# Your instructions
Quote the entries that follow exactly, leaving none out.

# Extracted data
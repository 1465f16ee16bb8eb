use std::time::{Duration, Instant};

use tracing::{debug, info, warn};

use crate::config::Config;
use crate::constants::oxygen::MAX_OXYGEN;
use crate::error::GameResult;
use crate::events::{GameCommand, SimEvent};
use crate::game::Game;
use crate::level::LevelCatalog;
use crate::systems::{EntityKind, InputIntent, Snapshot};

/// Steers the player without a human at the keyboard.
///
/// Heads for the nearest oxygen canister while below half oxygen, otherwise for the nearest exit. It makes
/// no attempt to path around walls; a blocked autopilot simply slides along them.
#[derive(Debug, Default, Clone, Copy)]
pub struct Autopilot;

impl Autopilot {
    pub fn steer(&self, snapshot: &Snapshot) -> InputIntent {
        let Some(player) = snapshot.player() else {
            return InputIntent::empty();
        };

        let nearest = |kind: EntityKind| {
            snapshot
                .of_kind(kind)
                .map(|entity| entity.position)
                .min_by(|a, b| a.distance_squared(player.position).total_cmp(&b.distance_squared(player.position)))
        };

        let goal = if snapshot.run.oxygen.value() < MAX_OXYGEN * 0.5 {
            nearest(EntityKind::Pickup).or_else(|| nearest(EntityKind::Exit))
        } else {
            nearest(EntityKind::Exit)
        };

        goal.map(|goal| InputIntent::toward(goal - player.position)).unwrap_or_default()
    }
}

/// Headless application wrapper that owns the game and runs it at a fixed step.
pub struct App {
    pub game: Game,
    autopilot: Autopilot,
    step: f32,
    loop_time: Duration,
    realtime: bool,
    max_ticks: Option<u64>,
    ticks: u64,
}

impl App {
    /// Creates the game and starts a run immediately.
    ///
    /// # Errors
    ///
    /// Returns a configuration error if the level data is missing or unreadable.
    pub fn new(config: &Config) -> GameResult<Self> {
        info!(levels = %config.levels_path.display(), tick_rate = config.tick_rate, "Initializing application");
        let catalog = LevelCatalog::from_path(&config.levels_path);
        let mut game = Game::new(catalog, config.seed);
        game.handle_command(GameCommand::Confirm)?;

        Ok(App {
            game,
            autopilot: Autopilot,
            step: config.step_seconds(),
            loop_time: Duration::from_secs_f32(config.step_seconds()),
            realtime: config.realtime,
            max_ticks: config.max_ticks,
            ticks: 0,
        })
    }

    /// Runs one fixed step and sleeps off whatever remains of it.
    ///
    /// Returns `false` once the run has ended, an exit was requested, or the tick limit was reached.
    pub fn run(&mut self) -> GameResult<bool> {
        let start = Instant::now();

        let snapshot = self.game.snapshot();
        self.game.set_intent(self.autopilot.steer(&snapshot));
        self.game.tick(self.step)?;
        self.ticks += 1;

        for event in self.game.drain_events() {
            report(event);
        }

        let run = self.game.run_state();
        if run.mode.is_finished() || self.game.exit_requested() {
            info!(
                mode = <&'static str>::from(run.mode),
                level_id = run.level_id,
                elapsed = format!("{:.2}s", run.elapsed),
                oxygen = run.oxygen.value(),
                ticks = self.ticks,
                "Run finished"
            );
            return Ok(false);
        }

        if self.max_ticks.is_some_and(|max| self.ticks >= max) {
            info!(ticks = self.ticks, level_id = run.level_id, "Tick limit reached");
            return Ok(false);
        }

        if self.realtime {
            let remaining = self.loop_time.saturating_sub(start.elapsed());
            if remaining.is_zero() {
                warn!(behind = ?(start.elapsed() - self.loop_time), "Tick took longer than its step");
            } else {
                spin_sleep::sleep(remaining);
            }
        }

        Ok(true)
    }
}

fn report(event: SimEvent) {
    match event {
        SimEvent::EnemyHit { contacts } => info!(contacts, "Hit by enemy"),
        SimEvent::PickupCollected { refill } => debug!(refill, "Oxygen collected"),
        SimEvent::LowOxygen => warn!("Oxygen low"),
        SimEvent::LevelAdvanced { level_id } => info!(level_id, "Entered level"),
        SimEvent::PlayerDied => info!("Out of oxygen"),
        SimEvent::RunCleared => info!("Station escaped"),
    }
}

# Answer area
repository 1465f16ee16bb8eb
use std::time::{Duration, Instant};

use tracing::{debug, info, warn};

use crate::config::Config;
use crate::constants::oxygen::MAX_OXYGEN;
use crate::error::GameResult;
use crate::events::{GameCommand, SimEvent};
use crate::game::Game;
use crate::level::LevelCatalog;
use crate::systems::{EntityKind, InputIntent, Snapshot};

/// Steers the player without a human at the keyboard.
///
/// Heads for the nearest oxygen canister while below half oxygen, otherwise for the nearest exit. It makes
/// no attempt to path around walls; a blocked autopilot simply slides along them.
#[derive(Debug, Default, Clone, Copy)]
pub struct Autopilot;

impl Autopilot {
    pub fn steer(&self, snapshot: &Snapshot) -> InputIntent {
        let Some(player) = snapshot.player() else {
            return InputIntent::empty();
        };

        let nearest = |kind: EntityKind| {
            snapshot
                .of_kind(kind)
                .map(|entity| entity.position)
                .min_by(|a, b| a.distance_squared(player.position).total_cmp(&b.distance_squared(player.position)))
        };

        let goal = if snapshot.run.oxygen.value() < MAX_OXYGEN * 0.5 {
            nearest(EntityKind::Pickup).or_else(|| nearest(EntityKind::Exit))
        } else {
            nearest(EntityKind::Exit)
        };

        goal.map(|goal| InputIntent::toward(goal - player.position)).unwrap_or_default()
    }
}

/// Headless application wrapper that owns the game and runs it at a fixed step.
pub struct App {
    pub game: Game,
    autopilot: Autopilot,
    step: f32,
    loop_time: Duration,
    realtime: bool,
    max_ticks: Option<u64>,
    ticks: u64,
}

impl App {
    /// Creates the game and starts a run immediately.
    ///
    /// # Errors
    ///
    /// Returns a configuration error if the level data is missing or unreadable.
    pub fn new(config: &Config) -> GameResult<Self> {
        info!(levels = %config.levels_path.display(), tick_rate = config.tick_rate, "Initializing application");
        let catalog = LevelCatalog::from_path(&config.levels_path);
        let mut game = Game::new(catalog, config.seed);
        game.handle_command(GameCommand::Confirm)?;

        Ok(App {
            game,
            autopilot: Autopilot,
            step: config.step_seconds(),
            loop_time: Duration::from_secs_f32(config.step_seconds()),
            realtime: config.realtime,
            max_ticks: config.max_ticks,
            ticks: 0,
        })
    }

    /// Runs one fixed step and sleeps off whatever remains of it.
    ///
    /// Returns `false` once the run has ended, an exit was requested, or the tick limit was reached.
    pub fn run(&mut self) -> GameResult<bool> {
        let start = Instant::now();

        let snapshot = self.game.snapshot();
        self.game.set_intent(self.autopilot.steer(&snapshot));
        self.game.tick(self.step)?;
        self.ticks += 1;

        for event in self.game.drain_events() {
            report(event);
        }

        let run = self.game.run_state();
        if run.mode.is_finished() || self.game.exit_requested() {
            info!(
                mode = <&'static str>::from(run.mode),
                level_id = run.level_id,
                elapsed = format!("{:.2}s", run.elapsed),
                oxygen = run.oxygen.value(),
                ticks = self.ticks,
                "Run finished"
            );
            return Ok(false);
        }

        if self.max_ticks.is_some_and(|max| self.ticks >= max) {
            info!(ticks = self.ticks, level_id = run.level_id, "Tick limit reached");
            return Ok(false);
        }

        if self.realtime {
            let remaining = self.loop_time.saturating_sub(start.elapsed());
            if remaining.is_zero() {
                warn!(behind = ?(start.elapsed() - self.loop_time), "Tick took longer than its step");
            } else {
                spin_sleep::sleep(remaining);
            }
        }

        Ok(true)
    }
}

fn report(event: SimEvent) {
    match event {
        SimEvent::EnemyHit { contacts } => info!(contacts, "Hit by enemy"),
        SimEvent::PickupCollected { refill } => debug!(refill, "Oxygen collected"),
        SimEvent::LowOxygen => warn!("Oxygen low"),
        SimEvent::LevelAdvanced { level_id } => info!(level_id, "Entered level"),
        SimEvent::PlayerDied => info!("Out of oxygen"),
        SimEvent::RunCleared => info!("Station escaped"),
    }
}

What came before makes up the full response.